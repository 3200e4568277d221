// src/corpus/sampler.rs

use std::collections::HashSet;

use rand::Rng;
use rand::seq::SliceRandom;

use crate::{
    config::{
        DEFAULT_DURATION_SECS, MAX_DURATION_SECS, MAX_QUESTIONS_LIMIT, MIN_DURATION_SECS,
        MIN_QUESTIONS_LIMIT,
    },
    models::question::NormalizedQuestion,
};

/// Reads a numeric query value leniently.
///
/// Blank or non-numeric input counts as absent. Integers too large for `i64`
/// saturate so they still land on the nearest bound.
pub fn parse_bound(raw: Option<&str>) -> Option<i64> {
    let raw = raw?.trim();
    if let Ok(n) = raw.parse::<i64>() {
        return Some(n);
    }
    let (negative, digits) = match raw.strip_prefix('-') {
        Some(rest) => (true, rest),
        None => (false, raw.strip_prefix('+').unwrap_or(raw)),
    };
    if digits.is_empty() || !digits.bytes().all(|b| b.is_ascii_digit()) {
        return None;
    }
    Some(if negative { i64::MIN } else { i64::MAX })
}

/// Requested question count, clamped to `[1, 10]`; defaults to the maximum.
pub fn clamp_max_questions(requested: Option<i64>) -> u32 {
    let n = requested.unwrap_or(i64::from(MAX_QUESTIONS_LIMIT));
    n.clamp(i64::from(MIN_QUESTIONS_LIMIT), i64::from(MAX_QUESTIONS_LIMIT)) as u32
}

/// Requested duration in seconds, clamped to `[60, 3600]`; defaults to 20 minutes.
pub fn clamp_duration(requested: Option<i64>) -> u32 {
    let n = requested.unwrap_or(i64::from(DEFAULT_DURATION_SECS));
    n.clamp(i64::from(MIN_DURATION_SECS), i64::from(MAX_DURATION_SECS)) as u32
}

/// Drops questions whose id was already seen, keeping the first occurrence.
pub fn dedup_pool(pool: &mut Vec<NormalizedQuestion>) {
    let mut seen = HashSet::new();
    pool.retain(|q| seen.insert(q.id.clone()));
}

/// Uniform sample of `min(count, pool.len())` questions without replacement.
///
/// Shuffles the whole pool (Fisher–Yates) and keeps the head.
pub fn sample_questions<R: Rng + ?Sized>(
    mut pool: Vec<NormalizedQuestion>,
    count: usize,
    rng: &mut R,
) -> Vec<NormalizedQuestion> {
    pool.shuffle(rng);
    pool.truncate(count);
    pool
}
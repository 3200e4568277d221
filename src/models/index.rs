// src/models/index.rs

use indexmap::IndexMap;
use serde::{Deserialize, Serialize};

/// The corpus index document: which topics each subject holds.
#[derive(Debug, Clone, Default, Serialize, Deserialize)]
pub struct CorpusIndex {
    /// Subjects in document order.
    #[serde(default)]
    pub subjects: IndexMap<String, SubjectEntry>,
}

#[derive(Debug, Clone, Default, Serialize, Deserialize)]
pub struct SubjectEntry {
    /// Authoritative topic list, when the index carries one.
    #[serde(rename = "topicList", default, skip_serializing_if = "Option::is_none")]
    pub topic_list: Option<Vec<String>>,

    /// Topic metadata keyed by topic name. Only the keys are used.
    #[serde(default, skip_serializing_if = "Option::is_none")]
    pub topics: Option<serde_json::Map<String, serde_json::Value>>,
}

impl SubjectEntry {
    /// Topic names of this subject: `topicList` if present, else the sorted keys of `topics`.
    pub fn topic_names(&self) -> Vec<String> {
        if let Some(list) = &self.topic_list {
            return list.clone();
        }
        let mut names: Vec<String> = self
            .topics
            .as_ref()
            .map(|t| t.keys().cloned().collect())
            .unwrap_or_default();
        names.sort();
        names
    }
}

impl CorpusIndex {
    /// Flattened `subject -> topics` view, used for error context and the chapter listing.
    pub fn chapter_listing(&self) -> IndexMap<String, Vec<String>> {
        self.subjects
            .iter()
            .map(|(name, entry)| (name.clone(), entry.topic_names()))
            .collect()
    }
}

#[cfg(test)]
mod tests {
    use super::*;

    #[test]
    fn topic_list_wins_over_topics() {
        let index: CorpusIndex = serde_json::from_str(
            r#"{"subjects":{"physics":{"topicList":["Units","Kinematics"],"topics":{"Zeta":{}}}}}"#,
        )
        .unwrap();
        assert_eq!(
            index.subjects["physics"].topic_names(),
            vec!["Units", "Kinematics"]
        );
    }

    #[test]
    fn topics_keys_are_sorted() {
        let index: CorpusIndex = serde_json::from_str(
            r#"{"subjects":{"chemistry":{"topics":{"Mole Concept":{"n":3},"Atomic Structure":{}}}}}"#,
        )
        .unwrap();
        assert_eq!(
            index.subjects["chemistry"].topic_names(),
            vec!["Atomic Structure", "Mole Concept"]
        );
    }

    #[test]
    fn subjects_keep_document_order() {
        let index: CorpusIndex = serde_json::from_str(
            r#"{"subjects":{"zoology":{},"botany":{"topicList":["Cells"]},"maths":{}}}"#,
        )
        .unwrap();
        let names: Vec<_> = index.chapter_listing().into_keys().collect();
        assert_eq!(names, vec!["zoology", "botany", "maths"]);
    }

    #[test]
    fn subject_without_topics_is_empty() {
        let index: CorpusIndex = serde_json::from_str(r#"{"subjects":{"maths":{}}}"#).unwrap();
        assert!(index.chapter_listing()["maths"].is_empty());
    }
}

◆ ◆ ◆ ◆ ◆ ◆ ◆

*PROBLEM DETAILS*
Find and copy each line of the data where "Kinematics" is present.

*OUTPUT FOR THIS EXERCISE*
            r#"{"subjects":{"physics":{"topicList":["Units","Kinematics"],"topics":{"Zeta":{}}}}}"#,
            vec!["Units", "Kinematics"]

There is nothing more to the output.